EXERCISE: Each entry below is to be duplicated verbatim.

DATA FOR PROCESSING:
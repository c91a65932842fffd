//! Client directory built from invoice history

use crate::core::invoice::InvoiceRecord;
use indexmap::IndexMap;
use serde::Serialize;

#[derive(Debug, Clone, PartialEq, Serialize)]
pub struct ClientSummary {
    pub name: String,
    pub email: Option<String>,
    pub address: Option<String>,
    pub phone: Option<String>,
    pub invoice_count: usize,
}

/// One entry per distinct client name, in the order the names first appear
///
/// Contact details come from the first invoice seen for that name.
pub fn client_directory(records: &[InvoiceRecord]) -> Vec<ClientSummary> {
    let mut clients: IndexMap<&str, ClientSummary> = IndexMap::new();

    for record in records {
        clients
            .entry(record.client_name.as_str())
            .and_modify(|c| c.invoice_count += 1)
            .or_insert_with(|| ClientSummary {
                name: record.client_name.clone(),
                email: record.client_email.clone(),
                address: record.client_address.clone(),
                phone: record.client_phone.clone(),
                invoice_count: 1,
            });
    }

    clients.into_values().collect()
}

#[cfg(test)]
mod tests {
    use super::*;
    use crate::core::invoice::Party;
    use crate::core::mapper::InvoiceDraft;
    use chrono::{NaiveDate, Utc};
    use uuid::Uuid;

    fn for_client(name: &str, email: &str) -> InvoiceRecord {
        InvoiceDraft {
            invoice_number: "INV-0001".to_string(),
            invoice_date: NaiveDate::from_ymd_opt(2025, 1, 1).unwrap(),
            due_date: NaiveDate::from_ymd_opt(2025, 1, 31).unwrap(),
            company: Party {
                name: "Acme".to_string(),
                ..Party::default()
            },
            client: Party {
                name: name.to_string(),
                email: email.to_string(),
                ..Party::default()
            },
            line_items: Vec::new(),
            tax_rate: 0.0,
            discount_rate: None,
            notes: String::new(),
            terms: String::new(),
        }
        .into_record(Uuid::new_v4(), Uuid::new_v4(), Utc::now())
    }

    #[test]
    fn test_groups_by_name_in_first_seen_order() {
        let records = vec![
            for_client("Globex", "first@globex.test"),
            for_client("Initech", ""),
            for_client("Globex", "second@globex.test"),
        ];

        let clients = client_directory(&records);
        assert_eq!(clients.len(), 2);
        assert_eq!(clients[0].name, "Globex");
        assert_eq!(clients[0].invoice_count, 2);
        assert_eq!(clients[0].email.as_deref(), Some("first@globex.test"));
        assert_eq!(clients[1].name, "Initech");
        assert_eq!(clients[1].email, None);
    }

    #[test]
    fn test_empty_history() {
        assert!(client_directory(&[]).is_empty());
    }
}
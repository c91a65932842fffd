//! Conversion between the invoice form state and the persisted record

use crate::core::invoice::{InvoiceRecord, LineItem, Party};
use crate::core::money::InvoiceTotals;
use chrono::{DateTime, NaiveDate, Utc};
use serde::{Deserialize, Serialize};
use uuid::Uuid;
use validator::Validate;

/// Invoice form state as the client edits it
#[derive(Debug, Clone, PartialEq, Serialize, Deserialize, Validate)]
#[serde(rename_all = "camelCase")]
pub struct InvoiceDraft {
    #[validate(length(min = 1, message = "Invoice number is required"))]
    pub invoice_number: String,
    pub invoice_date: NaiveDate,
    pub due_date: NaiveDate,
    #[validate(nested)]
    pub company: Party,
    #[validate(nested)]
    pub client: Party,
    #[serde(default)]
    pub line_items: Vec<LineItem>,
    #[serde(default)]
    pub tax_rate: f64,
    #[serde(default, skip_serializing_if = "Option::is_none")]
    pub discount_rate: Option<f64>,
    #[serde(default)]
    pub notes: String,
    #[serde(default)]
    pub terms: String,
}

impl InvoiceDraft {
    /// Totals as they would be stored for this draft
    pub fn totals(&self) -> InvoiceTotals {
        InvoiceTotals::compute(&self.line_items, self.tax_rate, self.discount_rate)
    }

    /// Build the persisted record, computing every money field
    pub fn into_record(self, owner: Uuid, id: Uuid, created_at: DateTime<Utc>) -> InvoiceRecord {
        let totals = self.totals();

        InvoiceRecord {
            id,
            user_id: owner,
            invoice_number: self.invoice_number,
            invoice_date: self.invoice_date,
            due_date: self.due_date,
            company_name: self.company.name,
            company_address: non_empty(self.company.address),
            company_email: non_empty(self.company.email),
            company_phone: non_empty(self.company.phone),
            client_name: self.client.name,
            client_address: non_empty(self.client.address),
            client_email: non_empty(self.client.email),
            client_phone: non_empty(self.client.phone),
            items: self.line_items,
            subtotal: totals.subtotal,
            tax_rate: self.tax_rate,
            tax_amount: totals.tax_amount,
            discount_rate: self.discount_rate,
            discount_amount: totals.discount_amount,
            total_amount: totals.total_amount,
            notes: non_empty(self.notes),
            terms: non_empty(self.terms),
            created_at,
        }
    }
}

impl InvoiceRecord {
    /// Rebuild the form state; line item ids and order are kept as stored
    pub fn to_draft(&self) -> InvoiceDraft {
        InvoiceDraft {
            invoice_number: self.invoice_number.clone(),
            invoice_date: self.invoice_date,
            due_date: self.due_date,
            company: self.company(),
            client: self.client(),
            line_items: self.items.clone(),
            tax_rate: self.tax_rate,
            discount_rate: self.discount_rate,
            notes: self.notes.clone().unwrap_or_default(),
            terms: self.terms.clone().unwrap_or_default(),
        }
    }
}

/// Decode an items column value, native or stringified
pub fn decode_items(value: serde_json::Value) -> Result<Vec<LineItem>, serde_json::Error> {
    match value {
        serde_json::Value::Null => Ok(Vec::new()),
        serde_json::Value::String(text) if text.trim().is_empty() => Ok(Vec::new()),
        serde_json::Value::String(text) => serde_json::from_str(&text),
        other => serde_json::from_value(other),
    }
}

fn non_empty(value: String) -> Option<String> {
    if value.trim().is_empty() {
        None
    } else {
        Some(value)
    }
}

TASK ANSWER:
repository c91a65932842fffd
//! Client directory built from invoice history

use crate::core::invoice::InvoiceRecord;
use indexmap::IndexMap;
use serde::Serialize;

#[derive(Debug, Clone, PartialEq, Serialize)]
pub struct ClientSummary {
    pub name: String,
    pub email: Option<String>,
    pub address: Option<String>,
    pub phone: Option<String>,
    pub invoice_count: usize,
}

/// One entry per distinct client name, in the order the names first appear
///
/// Contact details come from the first invoice seen for that name.
pub fn client_directory(records: &[InvoiceRecord]) -> Vec<ClientSummary> {
    let mut clients: IndexMap<&str, ClientSummary> = IndexMap::new();

    for record in records {
        clients
            .entry(record.client_name.as_str())
            .and_modify(|c| c.invoice_count += 1)
            .or_insert_with(|| ClientSummary {
                name: record.client_name.clone(),
                email: record.client_email.clone(),
                address: record.client_address.clone(),
                phone: record.client_phone.clone(),
                invoice_count: 1,
            });
    }

    clients.into_values().collect()
}

#[cfg(test)]
mod tests {
    use super::*;
    use crate::core::invoice::Party;
    use crate::core::mapper::InvoiceDraft;
    use chrono::{NaiveDate, Utc};
    use uuid::Uuid;

    fn for_client(name: &str, email: &str) -> InvoiceRecord {
        InvoiceDraft {
            invoice_number: "INV-0001".to_string(),
            invoice_date: NaiveDate::from_ymd_opt(2025, 1, 1).unwrap(),
            due_date: NaiveDate::from_ymd_opt(2025, 1, 31).unwrap(),
            company: Party {
                name: "Acme".to_string(),
                ..Party::default()
            },
            client: Party {
                name: name.to_string(),
                email: email.to_string(),
                ..Party::default()
            },
            line_items: Vec::new(),
            tax_rate: 0.0,
            discount_rate: None,
            notes: String::new(),
            terms: String::new(),
        }
        .into_record(Uuid::new_v4(), Uuid::new_v4(), Utc::now())
    }

    #[test]
    fn test_groups_by_name_in_first_seen_order() {
        let records = vec![
            for_client("Globex", "first@globex.test"),
            for_client("Initech", ""),
            for_client("Globex", "second@globex.test"),
        ];

        let clients = client_directory(&records);
        assert_eq!(clients.len(), 2);
        assert_eq!(clients[0].name, "Globex");
        assert_eq!(clients[0].invoice_count, 2);
        assert_eq!(clients[0].email.as_deref(), Some("first@globex.test"));
        assert_eq!(clients[1].name, "Initech");
        assert_eq!(clients[1].email, None);
    }

    #[test]
    fn test_empty_history() {
        assert!(client_directory(&[]).is_empty());
    }
}
repository c91a65932842fffd
//! Conversion between the invoice form state and the persisted record

use crate::core::invoice::{InvoiceRecord, LineItem, Party};
use crate::core::money::InvoiceTotals;
use chrono::{DateTime, NaiveDate, Utc};
use serde::{Deserialize, Serialize};
use uuid::Uuid;
use validator::Validate;

/// Invoice form state as the client edits it
#[derive(Debug, Clone, PartialEq, Serialize, Deserialize, Validate)]
#[serde(rename_all = "camelCase")]
pub struct InvoiceDraft {
    #[validate(length(min = 1, message = "Invoice number is required"))]
    pub invoice_number: String,
    pub invoice_date: NaiveDate,
    pub due_date: NaiveDate,
    #[validate(nested)]
    pub company: Party,
    #[validate(nested)]
    pub client: Party,
    #[serde(default)]
    pub line_items: Vec<LineItem>,
    #[serde(default)]
    pub tax_rate: f64,
    #[serde(default, skip_serializing_if = "Option::is_none")]
    pub discount_rate: Option<f64>,
    #[serde(default)]
    pub notes: String,
    #[serde(default)]
    pub terms: String,
}

impl InvoiceDraft {
    /// Totals as they would be stored for this draft
    pub fn totals(&self) -> InvoiceTotals {
        InvoiceTotals::compute(&self.line_items, self.tax_rate, self.discount_rate)
    }

    /// Build the persisted record, computing every money field
    pub fn into_record(self, owner: Uuid, id: Uuid, created_at: DateTime<Utc>) -> InvoiceRecord {
        let totals = self.totals();

        InvoiceRecord {
            id,
            user_id: owner,
            invoice_number: self.invoice_number,
            invoice_date: self.invoice_date,
            due_date: self.due_date,
            company_name: self.company.name,
            company_address: non_empty(self.company.address),
            company_email: non_empty(self.company.email),
            company_phone: non_empty(self.company.phone),
            client_name: self.client.name,
            client_address: non_empty(self.client.address),
            client_email: non_empty(self.client.email),
            client_phone: non_empty(self.client.phone),
            items: self.line_items,
            subtotal: totals.subtotal,
            tax_rate: self.tax_rate,
            tax_amount: totals.tax_amount,
            discount_rate: self.discount_rate,
            discount_amount: totals.discount_amount,
            total_amount: totals.total_amount,
            notes: non_empty(self.notes),
            terms: non_empty(self.terms),
            created_at,
        }
    }
}

impl InvoiceRecord {
    /// Rebuild the form state; line item ids and order are kept as stored
    pub fn to_draft(&self) -> InvoiceDraft {
        InvoiceDraft {
            invoice_number: self.invoice_number.clone(),
            invoice_date: self.invoice_date,
            due_date: self.due_date,
            company: self.company(),
            client: self.client(),
            line_items: self.items.clone(),
            tax_rate: self.tax_rate,
            discount_rate: self.discount_rate,
            notes: self.notes.clone().unwrap_or_default(),
            terms: self.terms.clone().unwrap_or_default(),
        }
    }
}

/// Decode an items column value, native or stringified
pub fn decode_items(value: serde_json::Value) -> Result<Vec<LineItem>, serde_json::Error> {
    match value {
        serde_json::Value::Null => Ok(Vec::new()),
        serde_json::Value::String(text) if text.trim().is_empty() => Ok(Vec::new()),
        serde_json::Value::String(text) => serde_json::from_str(&text),
        other => serde_json::from_value(other),
    }
}

fn non_empty(value: String) -> Option<String> {
    if value.trim().is_empty() {
        None
    } else {
        Some(value)
    }
}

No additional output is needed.